Muscle myoglobin as determined by electrophoresis in thermally acclimated rat.

Quantitative analysis of myoglobin ( Mb) was established using the sodium dodecyl sulfate-polyacrylamide slab gel electrophoresis in order to determine the influence of thermal acclimation on Mb levels in muscles. Myoglobin was measured in the red and white parts of quadriceps, soleus, diaphragm and heart of young adult male rats (11 weeks old).
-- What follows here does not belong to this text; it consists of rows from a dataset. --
//! Offline template index table builder
//!
//! Scans a directory of template flux files (CSV columns wavelength, flux,
//! optional error), measures the full line index vocabulary on each, and
//! serializes the library JSON consumed at classification time.
//!
//! Template parameters are encoded in the file names:
//! - `G2_+0.0_Dwarf.csv` - class G, subtype 2, [Fe/H] +0.0, main sequence
//! - `M9.csv` - no metallicity axis
//! - `WD3.csv` - white dwarf subtype 3
//!
//! Files in the SB2 directory are composite templates; their stems name the
//! constituent pair ("G0+K5") and they take class indices 10 upward in
//! directory order.

use std::env;
use std::path::{Path, PathBuf};
use std::process::exit;

use spectype::indices::measure_lines;
use spectype::spectrum::Spectrum;
use spectype::templates::{
    read_template_csv, split_spec_type, IndexTable, TemplateRecord, SB2_CLASS_START,
    SPECTRAL_LETTERS,
};
use tracing::info;

fn main() {
    spectype::tracing_init::init_tracing();

    let args: Vec<String> = env::args().collect();
    if args.len() < 4 {
        eprintln!(
            "Usage: {} <templates_dir> <sb2_templates_dir> <output.json>",
            args[0]
        );
        exit(1);
    }
    let templates_dir = PathBuf::from(&args[1]);
    let sb2_dir = PathBuf::from(&args[2]);
    let output = PathBuf::from(&args[3]);

    let mut table = IndexTable {
        sb2_names: Vec::new(),
        templates: Vec::new(),
    };

    for path in sorted_csv_files(&templates_dir) {
        let stem = file_stem(&path);
        let Some((class_index, subtype, metallicity, luminosity)) = parse_template_name(&stem)
        else {
            eprintln!("Skipping unrecognized template name: {stem}");
            continue;
        };
        let record = match measure_template(&path) {
            Ok((values, variances)) => TemplateRecord {
                class_index,
                subtype,
                metallicity,
                luminosity,
                values,
                variances,
            },
            Err(message) => {
                eprintln!("{message}");
                exit(1);
            }
        };
        info!(template = %stem, class_index, subtype, metallicity, "measured");
        table.templates.push(record);
    }

    for (i, path) in sorted_csv_files(&sb2_dir).into_iter().enumerate() {
        let stem = file_stem(&path);
        let record = match measure_template(&path) {
            Ok((values, variances)) => TemplateRecord {
                class_index: SB2_CLASS_START + i as i32,
                subtype: 0,
                metallicity: 0.0,
                luminosity: 5,
                values,
                variances,
            },
            Err(message) => {
                eprintln!("{message}");
                exit(1);
            }
        };
        info!(template = %stem, class_index = record.class_index, "measured SB2");
        table.sb2_names.push(stem);
        table.templates.push(record);
    }

    if table.templates.is_empty() {
        eprintln!("No templates found under {}", templates_dir.display());
        exit(1);
    }

    let json = serde_json::to_string_pretty(&table).expect("index table serializes");
    if let Err(e) = std::fs::write(&output, json) {
        eprintln!("Unable to write {}: {e}", output.display());
        exit(1);
    }
    info!(
        templates = table.templates.len(),
        output = %output.display(),
        "index table written"
    );
}

fn sorted_csv_files(dir: &Path) -> Vec<PathBuf> {
    let mut files: Vec<PathBuf> = match std::fs::read_dir(dir) {
        Ok(entries) => entries
            .filter_map(|e| e.ok())
            .map(|e| e.path())
            .filter(|p| p.extension().is_some_and(|ext| ext == "csv"))
            .collect(),
        Err(e) => {
            eprintln!("Unable to read {}: {e}", dir.display());
            exit(1);
        }
    };
    files.sort();
    files
}

fn file_stem(path: &Path) -> String {
    path.file_stem()
        .map(|s| s.to_string_lossy().into_owned())
        .unwrap_or_default()
}

/// Parse class, subtype, metallicity and luminosity from a template stem.
fn parse_template_name(stem: &str) -> Option<(i32, i32, f64, i32)> {
    let mut parts = stem.split('_');
    let spec = parts.next()?;
    let (letter, digits) = split_spec_type(spec);
    let class_index = SPECTRAL_LETTERS.iter().position(|&l| l == letter)? as i32;
    let subtype: i32 = digits.parse().ok()?;

    let metallicity = match parts.next() {
        Some(token) => token.parse::<f64>().ok()?,
        None => 0.0,
    };
    let luminosity = match parts.next() {
        Some("Giant") => 3,
        _ => 5,
    };
    Some((class_index, subtype, metallicity, luminosity))
}

/// Measure the line index vocabulary on one normalized template spectrum.
fn measure_template(path: &Path) -> Result<(Vec<f64>, Vec<f64>), String> {
    let (wavelength, flux, variance) =
        read_template_csv(path).map_err(|e| format!("{}: {e}", path.display()))?;
    let mut spectrum = Spectrum::from_raw(wavelength, flux, variance);
    spectrum.normalize_flux();
    let lines = measure_lines(&spectrum);
    Ok((lines.values.to_vec(), lines.variances.to_vec()))
}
It was higher in the red muscle (0.92 +/- 0.043 mg/g fresh weight) than in the white muscle (0.08 +/- 0.007), and similar in the red muscle and soleus (1.17 +/- 0.117). Heart showed the highest level (1.52 +/- 0.073) among the tissues studied. The level in diaphragm (0.74 +/- 0.039) was intermediate between red muscle and heart. Cold acclimation (5 degrees C for 4 weeks, 11 weeks old) caused significant increases in Mb levels in white muscle (0.27 +/- 0.031, p less than 0.001), heart (1.95 +/- 0.094, p less than 0.01), and diaphragm (1.01 +/- 0.060, p less than 0.01), but not in red muscle and soleus. The rats reared in cold for many generations (20 generations at 5 degrees C, 11 weeks old) manifested significant increases in Mb levels of all tissues (p less than 0.05-0.001) examined. Heat acclimation (33 degrees C for 4 weeks, 11 weeks old) did not influence Mb levels of the tissues. The above findings suggest that skeletal muscle Mb may be partly involved in an enhanced thermogenesis in cold acclimation by favouring an oxidative capacity of muscles.[1]